En el poyo, bajo el emparrado, junto a mi madre, que para marzo anunciaba el tercer hermano y por ello estaba chupada de pómulos y de un humor veleta, la «otra». Sofoqué un grito, conseguí no exteriorizar aquella sorpresa espeluznante. ¡Aún la veía esgrimiendo el amocafre!
Y era de voz suave, apiñonada la tez. Sólo el intermitente parpadeo medroso, la veta helada de tiniebla que filtraban sus labios apretados.
Serían vecinos.

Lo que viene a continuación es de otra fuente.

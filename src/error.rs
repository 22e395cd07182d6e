use crate::job::JobId;
use thiserror::Error;

/// Failures reported by the payment provider adapter.
#[derive(Error, Debug)]
pub enum ProviderError {
    #[error("provider request failed: {0}")]
    Request(String),
    #[error("payment demand rejected: {0}")]
    Rejected(String),
}

/// Failure reported by the task executor. Terminal for the job; retry
/// policy, if any, belongs to the executor itself.
#[derive(Error, Debug)]
#[error("{0}")]
pub struct ExecutionError(pub String);

#[derive(Error, Debug)]
pub enum JobError {
    #[error("validation error: {0}")]
    Validation(String),
    #[error("payment provider error: {0}")]
    Provider(#[from] ProviderError),
    #[error("execution error: {0}")]
    Execution(String),
    #[error("job not found: {0}")]
    NotFound(JobId),
}
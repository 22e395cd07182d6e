use crate::error::ProviderError;
use crate::job::{JobId, PaymentStatus};
use async_trait::async_trait;
use rust_decimal::Decimal;
use serde::{Deserialize, Serialize};
use std::sync::Arc;

pub type ProviderRef = Arc<dyn PaymentProvider>;

/// Request to open a payment demand for one job.
#[derive(Debug, Clone)]
pub struct DemandRequest {
    pub amount: Decimal,
    pub unit: String,
    pub job_id: JobId,
    pub requester_id: String,
}

/// Provider-supplied timing metadata, unix-epoch milliseconds. Passed
/// through to the caller verbatim; the engine never interprets these.
#[derive(Debug, Clone, Copy, PartialEq, Eq, Serialize, Deserialize)]
pub struct DemandDeadlines {
    pub pay_by_time: i64,
    pub submit_result_time: i64,
    pub unlock_time: i64,
    pub external_dispute_unlock_time: i64,
}

/// Provider response to a successful demand creation.
#[derive(Debug, Clone)]
pub struct PaymentDemand {
    /// Provider's opaque identifier for the demand.
    pub reference: String,
    pub deadlines: DemandDeadlines,
}

/// Capability interface over the payment network. Watching a demand is the
/// engine's own concern (see `monitor`); the provider only needs to answer
/// point-in-time status queries.
#[async_trait]
pub trait PaymentProvider: Send + Sync {
    async fn create_demand(&self, request: DemandRequest) -> Result<PaymentDemand, ProviderError>;

    async fn check_status(&self, reference: &str) -> Result<PaymentStatus, ProviderError>;

    /// Settle the demand by attaching the job's result payload to it.
    async fn fulfill(&self, reference: &str, result: &str) -> Result<(), ProviderError>;
}
pub mod config;
pub mod engine;
pub mod error;
pub mod executor;
pub mod job;
pub mod monitor;
pub mod provider;
pub mod simulator;
pub mod store;
use serde::{Deserialize, Serialize};
use uuid::Uuid;

/// Opaque job identifier, generated once at creation and never reused.
#[derive(Debug, Clone, PartialEq, Eq, Hash, Serialize, Deserialize)]
#[serde(transparent)]
pub struct JobId(String);

impl JobId {
    pub fn new() -> Self {
        Self(Uuid::new_v4().to_string())
    }

    pub fn as_str(&self) -> &str {
        &self.0
    }
}

impl Default for JobId {
    fn default() -> Self {
        Self::new()
    }
}

impl std::fmt::Display for JobId {
    fn fmt(&self, f: &mut std::fmt::Formatter<'_>) -> std::fmt::Result {
        f.write_str(&self.0)
    }
}

impl From<&str> for JobId {
    fn from(s: &str) -> Self {
        Self(s.to_string())
    }
}

#[derive(Debug, Clone, Copy, PartialEq, Eq, Serialize, Deserialize)]
#[serde(rename_all = "snake_case")]
pub enum JobStatus {
    AwaitingPayment,
    Running,
    Completed,
    Failed,
}

impl JobStatus {
    pub fn is_terminal(self) -> bool {
        matches!(self, JobStatus::Completed | JobStatus::Failed)
    }
}

/// Last-observed status of the payment demand, as reported by the provider.
/// Independent axis from [`JobStatus`]; merged opportunistically on inquiry.
#[derive(Debug, Clone, Copy, PartialEq, Eq, Serialize, Deserialize)]
#[serde(rename_all = "snake_case")]
pub enum PaymentStatus {
    Pending,
    Confirmed,
    Completed,
    Unknown,
    Error,
}

impl PaymentStatus {
    /// Whether the payment has cleared sufficiently to run the task.
    pub fn is_confirmed(self) -> bool {
        matches!(self, PaymentStatus::Confirmed | PaymentStatus::Completed)
    }
}

impl std::fmt::Display for PaymentStatus {
    fn fmt(&self, f: &mut std::fmt::Formatter<'_>) -> std::fmt::Result {
        let s = match self {
            PaymentStatus::Pending => "pending",
            PaymentStatus::Confirmed => "confirmed",
            PaymentStatus::Completed => "completed",
            PaymentStatus::Unknown => "unknown",
            PaymentStatus::Error => "error",
        };
        f.write_str(s)
    }
}

/// One caller-submitted query tracked from creation to a terminal outcome.
///
/// Transitions are monotonic: `awaiting_payment -> running -> {completed |
/// failed}`. The `mark_*` methods return whether the transition applied, so
/// stale or duplicate signals degrade to no-ops instead of corrupting state.
#[derive(Debug, Clone, PartialEq, Serialize)]
pub struct Job {
    pub job_id: JobId,
    pub requester_id: String,
    pub input: String,
    pub status: JobStatus,
    pub payment_status: PaymentStatus,
    pub payment_reference: String,
    pub result: Option<String>,
    pub error: Option<String>,
}

impl Job {
    pub fn new(
        job_id: JobId,
        requester_id: String,
        input: String,
        payment_reference: String,
    ) -> Self {
        Self {
            job_id,
            requester_id,
            input,
            status: JobStatus::AwaitingPayment,
            payment_status: PaymentStatus::Pending,
            payment_reference,
            result: None,
            error: None,
        }
    }

    /// Payment confirmed; begin execution. Only valid from `awaiting_payment`.
    pub fn mark_running(&mut self) -> bool {
        if self.status != JobStatus::AwaitingPayment {
            return false;
        }
        self.status = JobStatus::Running;
        self.payment_status = PaymentStatus::Confirmed;
        true
    }

    /// Executor succeeded and the payment was fulfilled. Only valid from `running`.
    pub fn mark_completed(&mut self, result: String) -> bool {
        if self.status != JobStatus::Running {
            return false;
        }
        self.status = JobStatus::Completed;
        self.payment_status = PaymentStatus::Completed;
        self.result = Some(result);
        true
    }

    /// Executor or fulfillment failed. Only valid from `running`.
    pub fn mark_failed(&mut self, error: String) -> bool {
        if self.status != JobStatus::Running {
            return false;
        }
        self.status = JobStatus::Failed;
        // A failed job always carries a non-empty error string.
        self.error = Some(if error.is_empty() {
            "unspecified failure".to_string()
        } else {
            error
        });
        true
    }

    /// Best-effort refresh of the payment axis; never touches `status`.
    pub fn record_payment_status(&mut self, observed: PaymentStatus) {
        self.payment_status = observed;
    }
}
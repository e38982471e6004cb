//! Subcommand implementations.

pub mod build;
pub mod certs;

Arrendaron el cortijo. Les fue bien con su huerta, allí por los Viveros. A fuerza de privaciones y de deslomarse prosperarán. Ella también cuida del gallinero. Y como es hormiga, vende, en persona, los huevos por los alrededores. Tienen un hijo, más o menos de tu talla. Ojalá lleguéis a ser amigos.

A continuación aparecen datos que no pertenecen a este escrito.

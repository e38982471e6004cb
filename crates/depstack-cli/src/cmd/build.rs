//! `depstack build` - drive the package pipeline.

use anyhow::Result;
use depstack_core::pipeline::Pipeline;

use crate::config;
use crate::BuildArgs;

/// Build the configured chain (or a named subset) in declaration order.
pub fn run(args: &BuildArgs) -> Result<()> {
    let table = config::packages(&args.install_root);
    let selected = if args.packages.is_empty() {
        table
    } else {
        config::select(&table, &args.packages)?
    };

    tracing::info!(
        packages = selected.len(),
        build_root = %args.build_root.display(),
        install_root = %args.install_root.display(),
        "starting build"
    );

    let pipeline = Pipeline::new(&args.build_root, &args.install_root, args.ccache_dir.clone())
        .run_tests(args.run_tests);
    pipeline.build_all(&selected)?;

    // unbound ships a trust-anchor tool that must be primed once after
    // install; its expected first-run failure is tolerated by the runner.
    if selected.iter().any(|p| p.name == "unbound") {
        pipeline.bootstrap_anchor()?;
    }

    println!(
        "built {} package(s) into {}",
        selected.len(),
        args.install_root.display()
    );
    Ok(())
}
//! The static package configuration table.
//!
//! One entry per buildable package, in build order: toolchain bootstrap
//! first (autoconf through pkg-config), then the C libraries, then getdns
//! itself, which links against everything before it. Configure strings embed
//! the install root so each package builds against its predecessors.
//!
//! Upstream fingerprints are deliberately absent: the original provisioning
//! data never carried usable digests, and the pipeline treats verification
//! as optional per package. Add them with [`PackageSpec::fingerprint`] when
//! upstream publishes SHA-256 sums.

use std::path::Path;

use anyhow::{bail, Result};
use depstack_core::package::{find_package, PackageSpec};

/// Linker flag keeping Mach-O headers padded so install names can be
/// rewritten when the libraries are staged into a bundle later.
const HEADERPAD: &str = "-Wl,-headerpad_max_install_names";

/// The full package chain in build order.
pub fn packages(install_root: &Path) -> Vec<PackageSpec> {
    let prefix = install_root.display();

    vec![
        PackageSpec::new(
            "autoconf",
            "2.69",
            "http://ftpmirror.gnu.org/autoconf/autoconf-2.69.tar.gz",
            format!("./configure --prefix={prefix}"),
        ),
        PackageSpec::new(
            "automake",
            "1.15",
            "http://ftpmirror.gnu.org/automake/automake-1.15.tar.gz",
            format!("./configure --prefix={prefix}"),
        ),
        PackageSpec::new(
            "libtool",
            "2.4.6",
            "http://ftpmirror.gnu.org/libtool/libtool-2.4.6.tar.gz",
            format!("./configure --prefix={prefix}"),
        ),
        PackageSpec::new(
            "pkg-config",
            "0.29.2",
            "https://pkg-config.freedesktop.org/releases/pkg-config-0.29.2.tar.gz",
            format!("./configure --with-internal-glib --prefix={prefix}"),
        ),
        // GitHub archive zips are named by tag but unpack as repo-tag.
        PackageSpec::new(
            "check",
            "0.11.0",
            "https://github.com/libcheck/check/archive/0.11.0.zip",
            format!("autoreconf -i && ./configure --prefix={prefix}"),
        )
        .archive("0.11.0.zip")
        .source_dir("check-0.11.0")
        .with_ccache(),
        PackageSpec::new(
            "openssl",
            "1.1.0f",
            "http://openssl.org/source/openssl-1.1.0f.tar.gz",
            format!("./Configure darwin64-x86_64-cc --shared --prefix={prefix} {HEADERPAD}"),
        )
        .test_command("make test")
        .with_ccache(),
        PackageSpec::new(
            "libevent",
            "2.1.8-stable",
            "https://github.com/libevent/libevent/releases/download/release-2.1.8-stable/libevent-2.1.8-stable.tar.gz",
            format!(
                "./configure --prefix={prefix} CPPFLAGS=-I{prefix}/include LDFLAGS=\"{HEADERPAD} -L{prefix}/lib\""
            ),
        )
        .test_command("make check")
        .with_ccache(),
        PackageSpec::new(
            "unbound",
            "1.6.3",
            "http://unbound.nlnetlabs.nl/downloads/unbound-1.6.3.tar.gz",
            format!(
                "./configure --prefix={prefix} --with-ssl={prefix} --with-conf-file=. LDFLAGS={HEADERPAD}"
            ),
        )
        .test_command("make test")
        .with_ccache(),
        PackageSpec::new(
            "libidn",
            "1.33",
            "http://ftp.gnu.org/gnu/libidn/libidn-1.33.tar.gz",
            format!("./configure --prefix={prefix} LDFLAGS={HEADERPAD}"),
        )
        .test_command("make check")
        .with_ccache(),
        // Release URLs use the version with dots swapped for dashes.
        PackageSpec::new(
            "getdns",
            "1.1.1",
            "https://getdnsapi.net/releases/getdns-1-1-1/getdns-1.1.1.tar.gz",
            format!(
                "./configure --prefix={prefix} --with-ssl={prefix} --with-libunbound={prefix} \
                 --with-libidn={prefix} --with-libevent --enable-debug-daemon LDFLAGS={HEADERPAD}"
            ),
        )
        .test_command("make check")
        .with_ccache(),
    ]
}

/// Select packages by name, preserving declaration order.
///
/// An unknown name is an error: silently building nothing is exactly the
/// missing-key failure mode this table exists to eliminate.
pub fn select(specs: &[PackageSpec], names: &[String]) -> Result<Vec<PackageSpec>> {
    for name in names {
        if find_package(specs, name).is_none() {
            bail!("unknown package `{name}`; run `depstack list` for the configured set");
        }
    }
    Ok(specs
        .iter()
        .filter(|s| names.iter().any(|n| n == &s.name))
        .cloned()
        .collect())
}
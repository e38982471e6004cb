//! Package build orchestration.
//!
//! Drives the declared package list in order: clean the stale source tree,
//! fetch and extract the archive, then configure / build / install through
//! the step runner. Strictly sequential and fail-fast: a failure in package
//! *k* prevents any attempt at package *k+1*, and the error carries the
//! package and step context up to the driver.

use std::fs;
use std::io;
use std::path::{Path, PathBuf};

use anyhow::{Context, Result};

use crate::exec::{anchor_bootstrap_command, BuildEnv, StepRunner};
use crate::extract::extract;
use crate::fetch::{fetch, FetchError, Sha256Reader};
use crate::package::PackageSpec;

/// The install step is literal `make install` for every package; it is not
/// templated per package.
pub const INSTALL_COMMAND: &str = "make install";

/// Sequential, fail-fast build pipeline over an ordered package list.
#[derive(Debug)]
pub struct Pipeline {
    build_root: PathBuf,
    install_root: PathBuf,
    runner: StepRunner,
    run_tests: bool,
}

impl Pipeline {
    /// Create a pipeline with the given scratch and install roots.
    ///
    /// `ccache_dir`, when set, is offered to every package that declares
    /// compiler-cache eligibility.
    pub fn new(build_root: &Path, install_root: &Path, ccache_dir: Option<PathBuf>) -> Self {
        let env = BuildEnv::from_ambient(install_root, ccache_dir);
        let runner = StepRunner::new(env).tolerate(anchor_bootstrap_command(install_root));
        Self {
            build_root: build_root.to_path_buf(),
            install_root: install_root.to_path_buf(),
            runner,
            run_tests: false,
        }
    }

    /// Also run each package's declared test command after installing it.
    pub fn run_tests(mut self, enabled: bool) -> Self {
        self.run_tests = enabled;
        self
    }

    /// Build every package in declaration order.
    ///
    /// The install root is created on demand; the build root is re-runnable
    /// because each package's stale tree is removed before extraction.
    pub fn build_all(&self, packages: &[PackageSpec]) -> Result<()> {
        fs::create_dir_all(&self.install_root).with_context(|| {
            format!("creating install root {}", self.install_root.display())
        })?;

        for package in packages {
            tracing::info!(package = %package.name, version = %package.version, "building");
            self.build_one(package)
                .with_context(|| format!("package `{}` failed", package.name))?;
        }
        Ok(())
    }

    /// Run the trust-anchor bootstrap in the install root.
    ///
    /// Its non-zero first-run exit is the one tolerated step failure.
    pub fn bootstrap_anchor(&self) -> Result<()> {
        let command = anchor_bootstrap_command(&self.install_root);
        self.runner
            .run(&command, &self.install_root, false)
            .context("trust-anchor bootstrap")?;
        Ok(())
    }

    fn build_one(&self, package: &PackageSpec) -> Result<()> {
        self.clean(package)?;
        self.fetch_and_extract(package)
            .with_context(|| format!("fetching {}", package.url))?;

        let tree = package.tree_path(&self.build_root);
        self.runner
            .run(&package.configure, &tree, package.allow_ccache)
            .context("configure step")?;
        self.runner
            .run(&package.build, &tree, package.allow_ccache)
            .context("build step")?;
        self.runner
            .run(INSTALL_COMMAND, &tree, package.allow_ccache)
            .context("install step")?;

        if self.run_tests {
            if let Some(test) = &package.test {
                self.runner
                    .run(test, &tree, package.allow_ccache)
                    .context("test step")?;
            }
        }
        Ok(())
    }

    /// Remove a stale extracted tree so a re-run starts from clean sources.
    fn clean(&self, package: &PackageSpec) -> Result<()> {
        let tree = package.tree_path(&self.build_root);
        if tree.exists() {
            tracing::info!(package = %package.name, tree = %tree.display(), "cleaning");
            fs::remove_dir_all(&tree)
                .with_context(|| format!("removing stale tree {}", tree.display()))?;
        }
        Ok(())
    }

    fn fetch_and_extract(&self, package: &PackageSpec) -> Result<()> {
        let stream = fetch(&package.url)?;

        match &package.sha256 {
            Some(expected) => {
                let mut reader = Sha256Reader::new(stream);
                extract(&mut reader, &self.build_root, &package.archive)?;
                // The tar demuxer stops at the end-of-archive sentinel;
                // drain the trailing padding so the digest covers the
                // whole transferred file.
                io::copy(&mut reader, &mut io::sink())?;
                let actual = reader.digest();
                if !actual.eq_ignore_ascii_case(expected) {
                    return Err(FetchError::ChecksumMismatch {
                        url: package.url.clone(),
                        expected: expected.clone(),
                        actual,
                    }
                    .into());
                }
            }
            None => extract(stream, &self.build_root, &package.archive)?,
        }
        Ok(())
    }
}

Sonreía la «otra». Ya no podía negarme a lo inevitable, pero juré que los rehuiría.
—Muy callado el mocito.
—Cuando hay visitas. Pero si toma confianza se gasta sus desplantes y por falta de alegar no lo ahorcarán.
Han transcurrido años y años. Salí del cascarón, mantuve utopías, tropecé con idólatras y esbirros. Supe, por experiencias y faenas, de los países del destierro. Adquirí estado y se argamasaron nuevas inquietudes, añejos escepticismos.
Pero ciertas noches, en que no logro que el sueño me conduzca a sus dominios, lo recuerdo. Como si acabase de ocurrir, como si flotara en el riachuelo próximo, aún caliente, el cadáver de doña Francisca, la usurera.